One analysis of four years of FA Cup results showed that it was 99.85 per cent likely that at least one team would beat one from its next higher division in a given year. The probability drops to 48.8 per cent for a two-division gap, and 39.28 per cent for a three-division gap.

===Early years===
The Football League was founded in 1888, 16 years after the first FA Cup competition. Before its establishment as the dominant football competition in England, teams from rival leagues did make the final of the FA Cup. The Wednesday (later Sheffield Wednesday) in 1890 reached the final as a member of the Football Alliance, two years before that competition merged with the Football League. Later, with the Football League predominantly in the North and Midlands of England, leading clubs of the Southern Football League were of a level with Football League teams, and in 1901 Southern League members Tottenham Hotspur became the only non-League side to win the Cup, while fellow Southern League team Southampton were losing finalists in 1900 and 1902. In 1920–21, the Football League expanded to incorporate teams from the Southern League's first division, and the following year it added a further division consisting of leading northern and midlands clubs. This consolidated the Football League's position as the leading competition in English football, and established the hierarchy in which non-League clubs in the English football league system competing in the FA Cup would face Football League teams as clear underdogs.
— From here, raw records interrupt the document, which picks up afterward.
//! Shared utilities for command handlers

use crate::config::Config;
use crate::error::{Error, Result};
use dynafield_core::{DynamicModelDocument, FieldDefinition, FieldOverride, RecordSchemaDefinition};
use dynafield_schemas::{SchemaLoader, SchemaParser};
use serde_json::Value;
use std::path::{Path, PathBuf};
use tracing::debug;

/// Keys that mark a tenant model document rather than a record schema
const DOCUMENT_KEYS: [&str; 2] = ["fieldSchema", "field_schema"];

/// Resolve a schema argument, falling back to the configured schemas directory
pub fn resolve_schema_path(path: &Path, config: &Config) -> Result<PathBuf> {
    if path.exists() {
        return Ok(path.to_path_buf());
    }
    if path.is_relative() {
        if let Some(candidate) = config.paths.schemas_dir.as_ref().map(|dir| dir.join(path)) {
            if candidate.exists() {
                debug!(path = %candidate.display(), "resolved schema in schemas_dir");
                return Ok(candidate);
            }
        }
    }
    Err(Error::FileNotFound {
        path: path.to_path_buf(),
    })
}

pub fn ensure_exists(path: &Path) -> Result<()> {
    if path.exists() {
        Ok(())
    } else {
        Err(Error::FileNotFound {
            path: path.to_path_buf(),
        })
    }
}

/// Load either document shape as a record schema definition
///
/// Tenant documents keep their id and description; their tenant and user
/// ids have no counterpart and are dropped.
pub fn load_schema_definition(loader: &mut SchemaLoader, path: &Path) -> Result<RecordSchemaDefinition> {
    let value = loader.load_value(path)?;
    let is_document = value
        .as_object()
        .is_some_and(|map| DOCUMENT_KEYS.iter().any(|key| map.contains_key(*key)));

    if is_document {
        let DynamicModelDocument {
            id,
            name,
            description,
            field_schema,
            ..
        } = loader.load_document(path)?;
        Ok(RecordSchemaDefinition::new(name, field_schema)
            .with_id(id)
            .with_description(description))
    } else {
        Ok(loader.load_record_schema(path)?)
    }
}

/// Records read from a file holding one object or a list of them
#[derive(Debug, Clone, PartialEq)]
pub enum Records {
    One(Value),
    Many(Vec<Value>),
}

impl Records {
    pub fn len(&self) -> usize {
        match self {
            Records::One(_) => 1,
            Records::Many(items) => items.len(),
        }
    }

    pub fn into_vec(self) -> Vec<Value> {
        match self {
            Records::One(item) => vec![item],
            Records::Many(items) => items,
        }
    }
}

pub fn load_records(path: &Path) -> Result<Records> {
    ensure_exists(path)?;
    let (value, _) = SchemaParser::new().parse_file(path)?;
    match value {
        Value::Array(items) => Ok(Records::Many(items)),
        value @ Value::Object(_) => Ok(Records::One(value)),
        _ => Err(Error::InvalidFormat {
            path: path.to_path_buf(),
            expected: "a record object or a list of records".to_string(),
        }),
    }
}

/// Parse a `PARAM=JSON` override argument
pub fn parse_override(raw: &str) -> Result<(String, FieldOverride)> {
    let (param, json) = raw
        .split_once('=')
        .ok_or_else(|| Error::invalid_args(format!("override '{raw}' is not PARAM=JSON")))?;
    let param = param.trim();
    if param.is_empty() {
        return Err(Error::invalid_args(format!("override '{raw}' names no parameter")));
    }
    let value: Value = serde_json::from_str(json)
        .map_err(|e| Error::invalid_args(format!("override for '{param}' is not valid JSON: {e}")))?;
    Ok((param.to_string(), FieldOverride::from_json(&value)?))
}

/// One table row per descriptor: label, key, kind, required
pub fn field_rows(fields: &[FieldDefinition]) -> Vec<Vec<String>> {
    fields
        .iter()
        .map(|field| {
            vec![
                field.label().to_string(),
                field.key(),
                field.kind().typename().to_string(),
                if field.common().required { "yes" } else { "" }.to_string(),
            ]
        })
        .collect()
}

pub const FIELD_HEADERS: [&str; 4] = ["Label", "Key", "Kind", "Required"];

#[cfg(test)]
mod tests {
    use super::*;
    use pretty_assertions::assert_eq;
    use serde_json::json;
    use std::fs;
    use tempfile::tempdir;

    #[test]
    fn test_parse_override() {
        let (param, value) = parse_override("age={\"required\": true}").unwrap();
        assert_eq!(param, "age");
        assert!(matches!(value, FieldOverride::Patch(_)));

        assert!(matches!(parse_override("age"), Err(Error::InvalidArgs(_))));
        assert!(matches!(parse_override("=1"), Err(Error::InvalidArgs(_))));
        assert!(matches!(parse_override("age={"), Err(Error::InvalidArgs(_))));
        assert!(matches!(parse_override("age=[1]"), Err(Error::Core(_))));
    }

    #[test]
    fn test_load_records_shapes() {
        let dir = tempdir().unwrap();
        let one = dir.path().join("one.json");
        let many = dir.path().join("many.yaml");
        let scalar = dir.path().join("scalar.json");
        fs::write(&one, r#"{"name": "Ada"}"#).unwrap();
        fs::write(&many, "- name: Ada\n- name: Grace\n").unwrap();
        fs::write(&scalar, "42").unwrap();

        assert_eq!(load_records(&one).unwrap(), Records::One(json!({"name": "Ada"})));
        assert_eq!(load_records(&many).unwrap().len(), 2);
        assert!(load_records(&scalar).is_err());
        assert!(matches!(
            load_records(&dir.path().join("missing.json")),
            Err(Error::FileNotFound { .. })
        ));
    }

    #[test]
    fn test_load_schema_definition_accepts_documents() {
        let dir = tempdir().unwrap();
        let path = dir.path().join("contact.json");
        fs::write(
            &path,
            json!({
                "tenantId": "t-1",
                "userId": "u-1",
                "name": "Contact",
                "description": "CRM contact",
                "fieldSchema": [{"__typename": "EmailField", "label": "Email", "required": true}]
            })
            .to_string(),
        )
        .unwrap();

        let schema = load_schema_definition(&mut SchemaLoader::new(), &path).unwrap();
        assert_eq!(schema.name, "Contact");
        assert_eq!(schema.description.as_deref(), Some("CRM contact"));
        assert_eq!(field_rows(schema.fields()), vec![vec![
            "Email".to_string(),
            "email".to_string(),
            "EmailField".to_string(),
            "yes".to_string()
        ]]);
    }

    #[test]
    fn test_resolve_schema_path_uses_schemas_dir() {
        let dir = tempdir().unwrap();
        fs::write(dir.path().join("people.yaml"), "name: People\n").unwrap();

        let mut config = Config::default();
        assert!(resolve_schema_path(Path::new("people.yaml"), &config).is_err());

        config.paths.schemas_dir = Some(dir.path().to_path_buf());
        let resolved = resolve_schema_path(Path::new("people.yaml"), &config).unwrap();
        assert_eq!(resolved, dir.path().join("people.yaml"));
    }
}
===Non-League giant killings===
Since the expansion of the Football League in 1921, the best performance of a team from outside the Football League was National League side Lincoln City's run to the quarter-finals of the 2016–17 FA Cup, during which they defeated Championship side Brighton 3–1 in the fourth round and Premier League side Burnley 1–0 in the fifth, before falling to ultimate Cup champions Arsenal 5–0 at the Emirates. Lincoln's defeat of Burnley was only the third FA Cup victory for a non-league team over a top-flight side since 1989. Giant-killings can also be applied where the defeated team is from lower down the Football League, particularly where the defeated club is very notable or the winning team particularly obscure. Liverpool, having already won five league titles in their history, were in the Second Division in 1959 when they lost 2–1 to Worcester City of the Southern League.
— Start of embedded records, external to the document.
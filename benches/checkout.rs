use criterion::{Criterion, black_box, criterion_group, criterion_main};
use esox_resourcepool::{CacheConfiguration, PoolConfiguration, ReadThroughCache, ResourcePool};

fn pool_checkout(c: &mut Criterion) {
    let config = PoolConfiguration::new().with_max_pool_size(16);
    let pool = ResourcePool::new((0..16u64).collect(), || 0, config).unwrap();

    c.bench_function("pool acquire/release", |b| {
        b.iter(|| {
            let res = pool.acquire().unwrap();
            black_box(*res);
            pool.release(res).unwrap();
        })
    });
}

fn cache_hit(c: &mut Criterion) {
    let cache = ReadThroughCache::from_fn(|key: &String| key.len(), CacheConfiguration::default());
    let key = "us".to_string();
    cache.get(&key).unwrap();

    c.bench_function("cache hit", |b| b.iter(|| black_box(cache.get(&key).unwrap())));
}

criterion_group!(benches, pool_checkout, cache_hit);
criterion_main!(benches);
The best-known non-league giant-killing came in the 1971–72 FA Cup, when non-league Hereford United defeated First Division Newcastle United. Hereford were trailing 1–0 with less than seven minutes left in the third round proper replay, when Hereford's Ronnie Radford scored the equaliser – a goal still shown regularly when FA Cup fixtures are broadcast. Hereford finished the shocking comeback by defeating Newcastle 2–1 in the match. They finished that season as runners-up of the Southern League, behind Chelmsford City, and were voted into the Football League at the expense of Barrow.

The biggest non-league giant-killing in terms of league placings came in the 2025–26 FA Cup, where National League North side Macclesfield F.C. defeated Premier League side and FA Cup defending champions Crystal Palace 2–1. Widely regarded as the biggest upset in the history of the competition, there was a league placing difference of 117 places between the two sides, dethroning Chasetown vs Port Vale, in the 2007–08 FA Cup second round replay (108 places). This was also the first time since the formation of the Premier League that a Level 6 side had defeated a side from the top division. This made Crystal Palace the first defending champions to lose against a non-league team since Wolverhampton Wanderers lost against Crystal Palace in 1909.
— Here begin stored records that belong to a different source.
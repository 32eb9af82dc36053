//! # EsoxSolutions.ResourcePool
//!
//! Thread-safe building blocks for sharing expensive resources between
//! threads.
//!
//! ## Features
//!
//! - Bounded resource pool with LIFO reuse and lazy growth up to capacity
//! - Fail-fast exhaustion: `acquire` never waits, it reports `PoolExhausted`
//! - Automatic return of resources via RAII (Drop trait)
//! - Optional async acquire with timeout for callers that want to wait
//! - Read-through cache that runs its producer at most once per key
//! - Async read-through cache for async lookup services
//! - Metrics, health status and Prometheus export
//!
//! ## Quick Start
//!
//! ```rust
//! use esox_resourcepool::{CacheConfiguration, PoolConfiguration, ReadThroughCache, ResourcePool};
//!
//! let config = PoolConfiguration::new().with_max_pool_size(3);
//! let pool = ResourcePool::new(vec![1, 2], || 3, config).unwrap();
//! {
//!     let conn = pool.acquire().unwrap();
//!     println!("Got: {}", *conn);
//!     // Resource automatically returned when `conn` goes out of scope
//! }
//!
//! let cache = ReadThroughCache::from_fn(|key: &String| key.len(), CacheConfiguration::default());
//! assert_eq!(cache.get(&"us".to_string()).unwrap(), 2);
//! ```

mod cache;
mod config;
mod errors;
mod health;
mod metrics;
mod pool;

pub use cache::{AsyncProducer, AsyncReadThroughCache, ReadThroughCache};
pub use config::{CacheConfiguration, PoolConfiguration};
pub use errors::{CacheError, CacheResult, PoolError, PoolResult};
pub use health::HealthStatus;
#[cfg(feature = "metrics")]
pub use metrics::MetricsExporter;
pub use metrics::{CacheMetrics, PoolMetrics};
pub use pool::{PooledResource, ResourceId, ResourcePool};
Some small clubs gain a reputation for being "cup specialists" after two or more giant killing feats within a few years. Yeovil Town hold the record for the most victories over league opposition as a non-league team, having recorded 20 wins through the years before they achieved promotion into The Football League in 2003. The record for a club which has never entered the Football League is held by Altrincham, with 17 wins against league teams.

===Non-League cup runs===

For non-League teams, reaching the third round proper – where all Level 1 sides now enter – is considered a major achievement. In the 2008–09 FA Cup, a record eight non-League teams achieved this feat. As of the 2023–24 season, only eleven non-League teams have reached the fifth round proper (last 16) since 1925, and only Lincoln City have progressed to the quarter-finals (last 8), during the 2016–17 edition of the tournament.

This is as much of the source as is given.